◆ Problem requirements:
Of the lines below, report only those that contain "count".

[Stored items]
-------

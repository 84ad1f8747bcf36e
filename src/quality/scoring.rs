// * Heuristic quality scoring for components and pages
// * Every score is clamped to [0.0, 1.0]

use crate::models::{clamp_score, QualityMetrics};
use std::collections::BTreeMap;

// * Component overall = weighted relevance, personalization and completeness
const WEIGHT_RELEVANCE: f64 = 0.4;
const WEIGHT_PERSONALIZATION: f64 = 0.3;
const WEIGHT_COMPLETENESS: f64 = 0.3;

// * Page confidence weights
const PAGE_WEIGHT_MEAN: f64 = 0.4;
const PAGE_WEIGHT_RELEVANCE: f64 = 0.3;
const PAGE_WEIGHT_PERSONALIZATION: f64 = 0.2;
const PAGE_WEIGHT_COMPLETENESS: f64 = 0.1;

/// Personalization score used when a strategy has nothing better
pub const DEFAULT_PERSONALIZATION_SCORE: f64 = 0.7;

// * Interest-mention score floor; content that mentions no interest still
// * reflects the tone/complexity adjustments
const INTEREST_MENTION_FLOOR: f64 = 0.4;

// * Query words of this length or shorter are ignored for relevance
const MIN_SIGNIFICANT_WORD_LEN: usize = 2;

/// Lowercased query words longer than two characters, first occurrence order
pub fn significant_words(query: &str) -> Vec<String> {
    let mut words: Vec<String> = Vec::new();
    for word in query
        .to_lowercase()
        .split(|c: char| !c.is_alphanumeric())
        .filter(|w| w.chars().count() > MIN_SIGNIFICANT_WORD_LEN)
    {
        if !words.iter().any(|w| w == word) {
            words.push(word.to_string());
        }
    }
    words
}

/// Fraction of significant query words literally present in `text`
///
/// A query without significant words scores 0.
pub fn content_relevance(query: &str, text: &str) -> f64 {
    let words = significant_words(query);
    if words.is_empty() {
        return 0.0;
    }
    let haystack = text.to_lowercase();
    let found = words.iter().filter(|w| haystack.contains(w.as_str())).count();
    clamp_score(found as f64 / words.len() as f64)
}

/// Interest-weighted mention score; default when there are no interests
pub fn interest_mention_score(interests: &BTreeMap<String, f64>, text: &str) -> f64 {
    let total: f64 = interests.values().copied().filter(|v| *v > 0.0).sum();
    if total <= 0.0 {
        return DEFAULT_PERSONALIZATION_SCORE;
    }

    let haystack = text.to_lowercase();
    let mentioned: f64 = interests
        .iter()
        .filter(|(_, score)| **score > 0.0)
        .filter(|(topic, _)| haystack.contains(&topic.to_lowercase().replace('_', " ")))
        .map(|(_, score)| *score)
        .sum();

    clamp_score(INTEREST_MENTION_FLOOR + (1.0 - INTEREST_MENTION_FLOOR) * (mentioned / total))
}

/// `0.4*relevance + 0.3*personalization + 0.3*completeness`
pub fn overall_confidence(relevance: f64, personalization: f64, completeness: f64) -> f64 {
    clamp_score(
        WEIGHT_RELEVANCE * clamp_score(relevance)
            + WEIGHT_PERSONALIZATION * clamp_score(personalization)
            + WEIGHT_COMPLETENESS * clamp_score(completeness),
    )
}

/// Quality metrics for one component
pub fn score_component(
    query: &str,
    flattened_text: &str,
    personalization: f64,
    completeness: f64,
) -> QualityMetrics {
    let relevance = content_relevance(query, flattened_text);
    QualityMetrics::new(
        overall_confidence(relevance, personalization, completeness),
        relevance,
        personalization,
        completeness,
    )
}

/// Arithmetic mean; 0 for an empty slice
pub fn mean(values: &[f64]) -> f64 {
    if values.is_empty() {
        return 0.0;
    }
    clamp_score(values.iter().sum::<f64>() / values.len() as f64)
}

/// `0.4*mean + 0.3*relevance + 0.2*personalization + 0.1*completeness`
pub fn page_confidence(
    mean_confidence: f64,
    relevance: f64,
    personalization: f64,
    completeness: f64,
) -> f64 {
    clamp_score(
        PAGE_WEIGHT_MEAN * clamp_score(mean_confidence)
            + PAGE_WEIGHT_RELEVANCE * clamp_score(relevance)
            + PAGE_WEIGHT_PERSONALIZATION * clamp_score(personalization)
            + PAGE_WEIGHT_COMPLETENESS * clamp_score(completeness),
    )
}

#[cfg(test)]
mod tests {
    use super::*;

    #[test]
    fn test_significant_words() {
        assert_eq!(
            significant_words("How to fix a leaky faucet, fix it"),
            vec!["how", "fix", "leaky", "faucet"]
        );
        assert!(significant_words("a an of").is_empty());
    }

    #[test]
    fn test_content_relevance_fraction() {
        let score = content_relevance("buy bathroom vanity", "Shop a Bathroom sink today");
        assert!((score - 1.0 / 3.0).abs() < 1e-9);
        assert_eq!(content_relevance("a b", "anything"), 0.0);
    }

    #[test]
    fn test_interest_mention_default_without_interests() {
        assert_eq!(
            interest_mention_score(&BTreeMap::new(), "text"),
            DEFAULT_PERSONALIZATION_SCORE
        );
    }

    #[test]
    fn test_interest_mention_weighted() {
        let mut interests = BTreeMap::new();
        interests.insert("home_improvement".to_string(), 0.75);
        interests.insert("cooking".to_string(), 0.25);

        let full = interest_mention_score(&interests, "A home improvement guide about cooking");
        let partial = interest_mention_score(&interests, "A Home Improvement guide");
        let none = interest_mention_score(&interests, "Unrelated");

        assert!((full - 1.0).abs() < 1e-9);
        assert!((partial - (0.4 + 0.6 * 0.75)).abs() < 1e-9);
        assert!((none - 0.4).abs() < 1e-9);
    }

    #[test]
    fn test_overall_formula() {
        let score = overall_confidence(1.0, 0.7, 0.5);
        assert!((score - (0.4 + 0.21 + 0.15)).abs() < 1e-9);
    }

    #[test]
    fn test_scores_clamped() {
        assert_eq!(overall_confidence(5.0, 5.0, 5.0), 1.0);
        assert_eq!(page_confidence(-1.0, f64::NAN, 0.0, 0.0), 0.0);
        assert_eq!(mean(&[]), 0.0);
    }

    #[test]
    fn test_score_component_bounded() {
        let metrics = score_component("tile flooring", "Tile flooring guide", 0.7, 1.0);
        assert!(metrics.is_bounded());
        assert_eq!(metrics.content_relevance, 1.0);
    }
}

-------

◆ Answer to this task:
        .filter(|w| w.chars().count() > MIN_SIGNIFICANT_WORD_LEN)
    let found = words.iter().filter(|w| haystack.contains(w.as_str())).count();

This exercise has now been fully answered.